The third patient (P3) was born to nonconsanguineous parents of Belgian descent and was referred at 12 years of age because of chronic dyspepsia and abdominal pain, fatigue, and recurrent upper respiratory tract infections. Her past medical history was significant for several episodes of pneumonia and otitis media. The initial immunological evaluation demonstrated hypogammaglobulinemia and an insufficient antibody response to pneumococcal vaccine for two out of three tested serotypes Table S4. From the age of 13 on, she developed neutropenia and thrombocytopenia and was diagnosed with nodular regenerative hyperplasia and portal hypertension. Whole-exome sequencing revealed the presence of a heterozygous pathogenic variant in ADA2 (p.G47V). The G47V was inherited from her mother (P4), who reports severe Raynaud’s phenomena, multiple infections from childhood on, and pulmonary embolism after deep venous thrombosis without other identified risk factors. One nephew suffered from a stroke at the age of 38 years with no identifiable risk factors; no sequencing data were available.

P5 is the daughter of a nonconsanguineous Belgian couple. From the age of 2.5 years, she suffered from recurrent upper respiratory tract infections necessitating frequent antibiotic therapy. From 8 years of age on, she had recurrent verruca vulgaris, which persisted despite cryotherapy. Immunological work-up revealed hypogammaglobulinemia, and immunoglobulin replacement therapy was started Table S4. From the age of 14–16 years, she had recurrent episodes of painful purple-to-red skin discoloration and swelling of the feet, legs, and occasionally the face. The erythema, resembling chilblains at the feet, typically appeared after a hot shower and disappeared spontaneously after some hours. At the age of 17, whole-exome sequencing revealed the presence of a heterozygous mutation in ADA2 (G47V).
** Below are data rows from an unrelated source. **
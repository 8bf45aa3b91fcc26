//! Pseudo-legal move generation.
//!
//! Destinations follow each piece's movement rules but are not filtered
//! for leaving the mover's own king attacked. Check is announced by the
//! game loop, never enforced here.

use crate::board::Board;
use crate::location::{Direction, Location};
use crate::moves::Move;
use crate::types::{Color, PieceId, PieceKind};

/// Knight jump offsets as (row, col) deltas.
const KNIGHT_OFFSETS: [(i8, i8); 8] = [
    (-2, -1),
    (-2, 1),
    (-1, -2),
    (-1, 2),
    (1, -2),
    (1, 2),
    (2, -1),
    (2, 1),
];

/// Every move available to `color`, enumerating occupied squares in
/// row-major order. The order is deterministic but callers must not read
/// anything else into it.
pub fn all_moves(board: &Board, color: Color) -> Vec<Move> {
    let mut moves = Vec::new();
    for loc in board.occupied_locations() {
        let id = match board.piece_at(loc) {
            Some(id) => id,
            None => continue,
        };
        let piece = match board.piece(id) {
            Some(p) => p,
            None => continue,
        };
        if piece.color != color {
            continue;
        }
        for dest in destinations(board, id) {
            moves.push(Move {
                piece: id,
                source: loc,
                destination: dest,
                victim: board.piece_at(dest),
            });
        }
    }
    moves
}

/// The squares `id` could move to from its current square, ignoring
/// check-safety. Empty if the piece is not placed.
pub fn destinations(board: &Board, id: PieceId) -> Vec<Location> {
    let piece = match board.piece(id) {
        Some(p) => p,
        None => return Vec::new(),
    };
    let from = match piece.location {
        Some(loc) => loc,
        None => return Vec::new(),
    };

    let mut dests = Vec::new();
    match piece.kind {
        PieceKind::Pawn => gen_pawn(board, id, piece.color, from, &mut dests),
        PieceKind::Knight => gen_offsets(board, id, from, &KNIGHT_OFFSETS, &mut dests),
        PieceKind::Bishop => {
            for dir in Direction::DIAGONAL {
                sweep(board, id, from, dir, &mut dests);
            }
        }
        PieceKind::Rook => {
            for dir in Direction::CARDINAL {
                sweep(board, id, from, dir, &mut dests);
            }
        }
        PieceKind::Queen => {
            for dir in Direction::ALL {
                sweep(board, id, from, dir, &mut dests);
            }
        }
        PieceKind::King => {
            for dir in Direction::ALL {
                let dest = from.adjacent(dir);
                if board.is_valid_destination(id, dest) {
                    dests.push(dest);
                }
            }
        }
    }
    dests
}

fn gen_offsets(
    board: &Board,
    id: PieceId,
    from: Location,
    offsets: &[(i8, i8)],
    dests: &mut Vec<Location>,
) {
    for &(dr, dc) in offsets {
        let dest = Location::new(from.row + dr, from.col + dc);
        if board.is_valid_destination(id, dest) {
            dests.push(dest);
        }
    }
}

/// Walk one square at a time until the board edge or an occupied square.
/// A square held by an enemy piece is included (capture) and ends the
/// sweep.
fn sweep(board: &Board, id: PieceId, from: Location, dir: Direction, dests: &mut Vec<Location>) {
    let mut curr = from.adjacent(dir);
    while board.is_valid_destination(id, curr) {
        dests.push(curr);
        if board.piece_at(curr).is_some() {
            break;
        }
        curr = curr.adjacent(dir);
    }
}

fn gen_pawn(board: &Board, id: PieceId, color: Color, from: Location, dests: &mut Vec<Location>) {
    let (forward, diag_left, diag_right, start_row) = match color {
        Color::White => (
            Direction::North,
            Direction::Northwest,
            Direction::Northeast,
            6,
        ),
        Color::Black => (
            Direction::South,
            Direction::Southwest,
            Direction::Southeast,
            1,
        ),
    };

    let ahead = from.adjacent(forward);
    if board.is_valid_destination(id, ahead) && board.piece_at(ahead).is_none() {
        dests.push(ahead);
    }

    // The double step checks only its own landing square, not the square
    // stepped over.
    if from.row == start_row {
        let two_ahead = ahead.adjacent(forward);
        if board.is_valid_destination(id, two_ahead) && board.piece_at(two_ahead).is_none() {
            dests.push(two_ahead);
        }
    }

    for diag in [diag_left, diag_right] {
        let dest = from.adjacent(diag);
        if board.is_valid_destination(id, dest) && board.piece_at(dest).is_some() {
            dests.push(dest);
        }
    }
}

#[cfg(test)]
#[path = "movegen_tests.rs"]
mod movegen_tests;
The sixth patient (P6) was referred to the immunology department at the age of 52 years because of retinal vasculitis, uveitis, and vitritis, hypogammaglobulinemia, and white matter lesions on brain MRI. She was in follow-up at the ophthalmology department from the age of 43 years. Cerebral MRI at the age of 44 demonstrated a 1-cm-diameter oval white matter lesion and punctiform lesions in the centrum semiovale and periventricularly. Spinal MRI was negative. The cerebral white matter lesions were considered to be in part inflammatory and in part vascular, suggestive of an inflammatory or autoimmune etiology. Immunological evaluation at the age of 52 demonstrated a hypogammaglobulinemia, a relatively high B-cell lymphocytosis and high CD4⁺ T-cell amount, and an insufficient pneumococcal antibody response Table S4). Anti-inflammatory therapy was initiated with oral methylprednisolone, started at a daily dose of 32 mg and slowly tapered until stopped after 3 months, and switched to methotrexate, at a final weekly dose of 15 mg. Although this treatment induced a temporary improvement of the retinal vasculitis, a decrease in the visual acuity was noticed at the age of 55 with the recurrence of ocular inflammation. Moreover, new white matter lesions occurred on cerebral MRI. P6, who had no children and for whom parental DNA was not available, revealed the presence of a heterozygous mutation in ADA2 (R169Q).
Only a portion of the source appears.